Dicono sia meglio avere “pochi amici, ma buoni”, eppure io ho la fortuna, il
piacere e l’onore di poter contare sempre sull’aiuto di “tanti amici e buoni”:
gli amici di vecchia data con cui ho ricordi di ogni genere e gli amici di
Maturità, coloro che, dai tempi del Liceo, mi fanno dire ogni giorno che non
ho perso un anno, bensì l’ho guadagnato. Un ringraziamento speciale va
quindi ai miei “Amici Storici”, con cui sono cresciuto fin da quando avevo 14
anni e con cui spero di continuare a condividere serate da raccontare, viaggi,
avventure e sogni; e agli amici de “La Family”, una compagnia “vecchio
stile” in cui, nonostante le dimensioni, ho un legame splendido con tutti, si
parla di ogni cosa, ci si sostiene a vicenda e si vivono momenti
indimenticabili che mi fanno credere e sperare che saremo sempre così: uniti
e mai domi.
Questa tesi voglio dedicarla anche ai miei colleghi universitari, affinché non
perdano mai la determinazione per conseguire i risultati e la voglia di
festeggiarli; ad Alessandro, l’amico che mi ha reso sicuro nell’affrontare il
mio percorso, e con cui ho condiviso, fianco a fianco, come due cavalli
Mustang, la corsa verso un obiettivo ambizioso: la “laurea lampo”; a Matteo,
nome d’arte “Arte”, uno degli amici storici, che seguendo il mio consiglio di
iscriversi a questo corso, ha condiviso con me quest’ultimo anno universitario
fra battibecchi, risate e festeggiamenti; ai miei colleghi del secondo anno con
il quale ho condiviso soprattutto il primo anno ed alcuni degli ultimi esami; e
ai miei colleghi del terzo, in particolare ad Arianna, Giulia, Paola, Sonia,
Jonathan e Matteo, con i quali ho condiviso i momenti della stesura della tesi
e tutti gli imprevisti universitari che accadono sempre, al fine di rendere il
tutto più rischioso, adrenalinico e, forse, per certi versi, stimolante.

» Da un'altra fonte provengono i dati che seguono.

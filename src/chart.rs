//! Chart preparation and rendering.
//!
//! A parameter is drawn with one of the four [`ChartShape`]s. Preparation
//! turns the validated rows of a sheet into points; rendering draws them as
//! a line with markers into a PNG.

use std::collections::BTreeMap;
use std::io::Cursor;

use chrono::{Datelike, Days, NaiveDate};
use image::{DynamicImage, ImageOutputFormat, RgbImage};
use plotters::prelude::*;

use crate::cache::ReportKind;
use crate::error::{AppError, AppResult};
use crate::sites::{ChartShape, Site};
use crate::store::{MeasurementRow, SiteSheet, Status};

/// Configuration options for chart rendering
#[derive(Clone, Debug)]
pub struct GraphOptions {
    /// Title displayed at the top of the chart
    pub title: String,

    /// Label for the X-axis
    pub x_label: String,

    /// Label for the Y-axis
    pub y_label: String,

    /// Width of the image in pixels
    pub width: u32,

    /// Height of the image in pixels
    pub height: u32,
}

impl Default for GraphOptions {
    fn default() -> Self {
        Self {
            title: String::new(),
            x_label: String::new(),
            y_label: String::new(),
            width: 1000,
            height: 500,
        }
    }
}

impl GraphOptions {
    /// Titles and size for `parameter` on the given page.
    pub fn for_parameter(site: Site, parameter: &str, shape: ChartShape, kind: ReportKind, year: i32) -> Self {
        let (title, x_label, y_label) = match (kind, shape) {
            (ReportKind::Visualisation, ChartShape::WeeklyDosage) => (
                format!("{} hebdomadaire ({})", parameter, site),
                "Semaine",
                parameter.to_string(),
            ),
            (ReportKind::Visualisation, ChartShape::WeeklyAggregate) => (
                format!("Consommation hebdomadaire de {} ({})", parameter, site),
                "Semaine",
                "Consommation".to_string(),
            ),
            (ReportKind::Visualisation, ChartShape::DailyDelta) => (
                format!("Variation journalière de {} - {}", parameter, site),
                "",
                String::new(),
            ),
            (ReportKind::Visualisation, ChartShape::DailyRaw) => {
                (format!("Mesure de {} - {}", parameter, site), "", String::new())
            }
            (ReportKind::Report, ChartShape::WeeklyDosage) => (
                format!("{} - {} (année {})", site, parameter, year),
                "Semaine",
                String::new(),
            ),
            (ReportKind::Report, ChartShape::WeeklyAggregate) => (
                format!("{} - {} hebdo (année {})", site, parameter, year),
                "Semaine",
                String::new(),
            ),
            (ReportKind::Report, ChartShape::DailyDelta) => {
                (format!("{} - Delta {}", site, parameter), "", String::new())
            }
            (ReportKind::Report, ChartShape::DailyRaw) => {
                (format!("{} - {}", site, parameter), "", String::new())
            }
        };

        let (width, height) = match kind {
            ReportKind::Visualisation => (1000, 500),
            ReportKind::Report => (800, 400),
        };

        GraphOptions {
            title,
            x_label: x_label.to_string(),
            y_label,
            width,
            height,
        }
    }
}

/// How x coordinates are labelled.
#[derive(Clone, Copy, Debug, PartialEq)]
pub enum XAxis {
    /// x is an ISO week number, shown as `S12`.
    Weeks,
    /// x is a day offset from the given date, shown as `dd/mm`.
    Days(NaiveDate),
}

impl XAxis {
    pub fn label(self, x: f64) -> String {
        match self {
            XAxis::Weeks => format!("S{}", x.round() as i64),
            XAxis::Days(origin) => {
                let offset = x.round();
                if offset < 0.0 {
                    return String::new();
                }
                origin
                    .checked_add_days(Days::new(offset as u64))
                    .map(|d| d.format("%d/%m").to_string())
                    .unwrap_or_default()
            }
        }
    }
}

#[derive(Clone, Debug, PartialEq)]
pub struct ChartData {
    pub axis: XAxis,
    pub points: Vec<(f64, f64)>,
}

impl ChartData {
    fn bounds(&self) -> (std::ops::Range<f64>, std::ops::Range<f64>) {
        if self.points.is_empty() {
            return (0.0..1.0, 0.0..1.0);
        }
        let fold = |pick: fn(&(f64, f64)) -> f64| {
            self.points
                .iter()
                .map(pick)
                .fold((f64::INFINITY, f64::NEG_INFINITY), |(lo, hi), v| (lo.min(v), hi.max(v)))
        };
        let (x_min, x_max) = fold(|p| p.0);
        let (y_min, y_max) = fold(|p| p.1);

        let x_range = if x_min == x_max {
            x_min - 1.0..x_max + 1.0
        } else {
            x_min - 0.5..x_max + 0.5
        };
        let pad = ((y_max - y_min) * 0.05).max(if y_min == y_max { 1.0 } else { 0.0 });
        (x_range, y_min - pad..y_max + pad)
    }
}

/// Validated rows with a readable date, oldest first.
pub fn validated_rows(sheet: &SiteSheet) -> Vec<&MeasurementRow> {
    let mut rows: Vec<&MeasurementRow> = sheet
        .rows
        .iter()
        .filter(|row| row.status == Status::Validated)
        .collect();
    rows.sort_by_key(|row| row.date);
    rows
}

fn reading(row: &MeasurementRow, parameter: &str) -> f64 {
    row.number(parameter).unwrap_or(0.0)
}

/// Monday readings of `year`, as (ISO week, value).
pub fn weekly_dosage(rows: &[&MeasurementRow], parameter: &str, year: i32) -> Vec<(u32, f64)> {
    rows.iter()
        .filter(|row| row.date.year() == year && row.date.weekday() == chrono::Weekday::Mon)
        .map(|row| (row.date.iso_week().week(), reading(row, parameter)))
        .collect()
}

/// Sum of the readings of `year` per ISO week.
pub fn weekly_aggregate(rows: &[&MeasurementRow], parameter: &str, year: i32) -> Vec<(u32, f64)> {
    let mut weeks: BTreeMap<u32, f64> = BTreeMap::new();
    for row in rows.iter().filter(|row| row.date.year() == year) {
        *weeks.entry(row.date.iso_week().week()).or_default() += reading(row, parameter);
    }
    weeks.into_iter().collect()
}

fn in_period(row: &MeasurementRow, year: i32, week: Option<u32>) -> bool {
    row.date.year() == year && week.is_none_or(|w| row.date.iso_week().week() == w)
}

/// Readings of the period as (date, value).
pub fn daily_raw(rows: &[&MeasurementRow], parameter: &str, year: i32, week: Option<u32>) -> Vec<(NaiveDate, f64)> {
    rows.iter()
        .filter(|row| in_period(row, year, week))
        .map(|row| (row.date, reading(row, parameter)))
        .collect()
}

/// Day-to-day differences of a counter over the period; the first day is 0.
pub fn daily_delta(rows: &[&MeasurementRow], parameter: &str, year: i32, week: Option<u32>) -> Vec<(NaiveDate, f64)> {
    let raw = daily_raw(rows, parameter, year, week);
    let mut previous: Option<f64> = None;
    raw.into_iter()
        .map(|(date, value)| {
            let delta = previous.map_or(0.0, |p| value - p);
            previous = Some(value);
            (date, delta)
        })
        .collect()
}

/// Points for `parameter` drawn as `shape`. Weekly shapes always span the
/// whole year and ignore `week`.
pub fn prepare(sheet: &SiteSheet, parameter: &str, shape: ChartShape, year: i32, week: Option<u32>) -> ChartData {
    let rows = validated_rows(sheet);
    let weekly = |points: Vec<(u32, f64)>| ChartData {
        axis: XAxis::Weeks,
        points: points.into_iter().map(|(w, v)| (w as f64, v)).collect(),
    };
    let daily = |points: Vec<(NaiveDate, f64)>| {
        let origin = points.first().map(|(d, _)| *d).unwrap_or(NaiveDate::MIN);
        ChartData {
            axis: XAxis::Days(origin),
            points: points
                .into_iter()
                .map(|(d, v)| ((d - origin).num_days() as f64, v))
                .collect(),
        }
    };

    match shape {
        ChartShape::WeeklyDosage => weekly(weekly_dosage(&rows, parameter, year)),
        ChartShape::WeeklyAggregate => weekly(weekly_aggregate(&rows, parameter, year)),
        ChartShape::DailyDelta => daily(daily_delta(&rows, parameter, year, week)),
        ChartShape::DailyRaw => daily(daily_raw(&rows, parameter, year, week)),
    }
}

fn chart_err<E: std::fmt::Display>(err: E) -> AppError {
    AppError::Chart(err.to_string())
}

/// Draws `data` and returns the PNG bytes.
///
/// Rendering happens in an RGB buffer; no temporary file is involved, so
/// concurrent requests cannot clobber each other's images.
pub fn render_png(data: &ChartData, options: &GraphOptions) -> AppResult<Vec<u8>> {
    let (width, height) = (options.width, options.height);
    let mut buffer = vec![0u8; (width * height * 3) as usize];
    {
        let root = BitMapBackend::with_buffer(&mut buffer, (width, height)).into_drawing_area();
        root.fill(&WHITE).map_err(chart_err)?;

        let (x_range, y_range) = data.bounds();
        let mut chart = ChartBuilder::on(&root)
            .caption(&options.title, ("sans-serif", 22).into_font())
            .margin(10)
            .x_label_area_size(40)
            .y_label_area_size(60)
            .build_cartesian_2d(x_range, y_range)
            .map_err(chart_err)?;

        let axis = data.axis;
        let x_formatter = |x: &f64| axis.label(*x);
        chart
            .configure_mesh()
            .x_desc(&options.x_label)
            .y_desc(&options.y_label)
            .x_labels(data.points.len().clamp(2, 12))
            .x_label_formatter(&x_formatter)
            .draw()
            .map_err(chart_err)?;

        if data.points.is_empty() {
            root.draw(&Text::new(
                "Aucune donnée",
                (width as i32 / 2 - 60, height as i32 / 2),
                ("sans-serif", 20).into_font(),
            ))
            .map_err(chart_err)?;
        } else {
            chart
                .draw_series(LineSeries::new(data.points.iter().copied(), &BLUE))
                .map_err(chart_err)?;
            chart
                .draw_series(data.points.iter().map(|&(x, y)| Circle::new((x, y), 3, BLUE.filled())))
                .map_err(chart_err)?;
        }

        root.present().map_err(chart_err)?;
    }

    let image = RgbImage::from_raw(width, height, buffer)
        .ok_or_else(|| AppError::Chart("bitmap size mismatch".to_string()))?;
    let mut png = Vec::new();
    DynamicImage::ImageRgb8(image).write_to(&mut Cursor::new(&mut png), ImageOutputFormat::Png)?;
    Ok(png)
}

Se “i legami visibili” sono quelli di cui ho scritto sopra, voglio dedicare la
mia tesi anche “ai legami invisibili”, ovvero alle persone che mi sono state
care ed ora vivono lassù, coloro che porto nel cuore, che se alzo gli occhi al
cielo so che stanno badando a me, e grazie ai quali mi ricordo sempre che per
vivere la vita al meglio, bisogna essere “Duri, Aggressivi e Determinati”.